Records drawn from a dataset:
▼
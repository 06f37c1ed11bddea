//! Rank-local index storage

use std::collections::HashMap;
use std::sync::atomic::{AtomicU64, Ordering};

use parking_lot::RwLock;

use crate::format::ReadId;
use crate::kmer::Kmer;

/// Metadata stored per k-mer occurrence
#[derive(Debug, Clone, Copy, PartialEq)]
pub struct EntryValue {
    pub read_id: ReadId,
    /// Character offset of the window start within the read.
    pub offset: u32,
    /// Combined log2 correctness probability of the window.
    pub quality: f64,
}

/// In-memory multimap holding one rank's partition of the index
///
/// Writers (worker threads inserting locally-owned keys, the receiver thread
/// dispatching inbound entries) take the write lock; queries take the read
/// lock. Entries with the same key accumulate; nothing is deduplicated.
pub struct LocalShard {
    map: RwLock<HashMap<Kmer, Vec<EntryValue>, ahash::RandomState>>,
    entries: AtomicU64,
}

impl LocalShard {
    pub fn new() -> Self {
        Self {
            map: RwLock::new(HashMap::with_hasher(ahash::RandomState::new())),
            entries: AtomicU64::new(0),
        }
    }

    pub fn insert(&self, kmer: Kmer, value: EntryValue) {
        self.map.write().entry(kmer).or_default().push(value);
        self.entries.fetch_add(1, Ordering::Relaxed);
    }

    /// All entries recorded for `kmer`, copied out of the shard.
    pub fn get(&self, kmer: &Kmer) -> Vec<EntryValue> {
        self.map.read().get(kmer).cloned().unwrap_or_default()
    }

    /// Number of entries (not distinct keys).
    pub fn n_entries(&self) -> u64 {
        self.entries.load(Ordering::Relaxed)
    }

    pub fn n_keys(&self) -> usize {
        self.map.read().len()
    }

    /// Snapshot of the stored keys.
    pub fn keys(&self) -> Vec<Kmer> {
        self.map.read().keys().copied().collect()
    }
}

impl Default for LocalShard {
    fn default() -> Self {
        Self::new()
    }
}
▲
§ Your instructions
Find every line in the records above that contains the word "RandomState", and copy each one.

§ Reply to the exercise
    map: RwLock<HashMap<Kmer, Vec<EntryValue>, ahash::RandomState>>,
            map: RwLock::new(HashMap::with_hasher(ahash::RandomState::new())),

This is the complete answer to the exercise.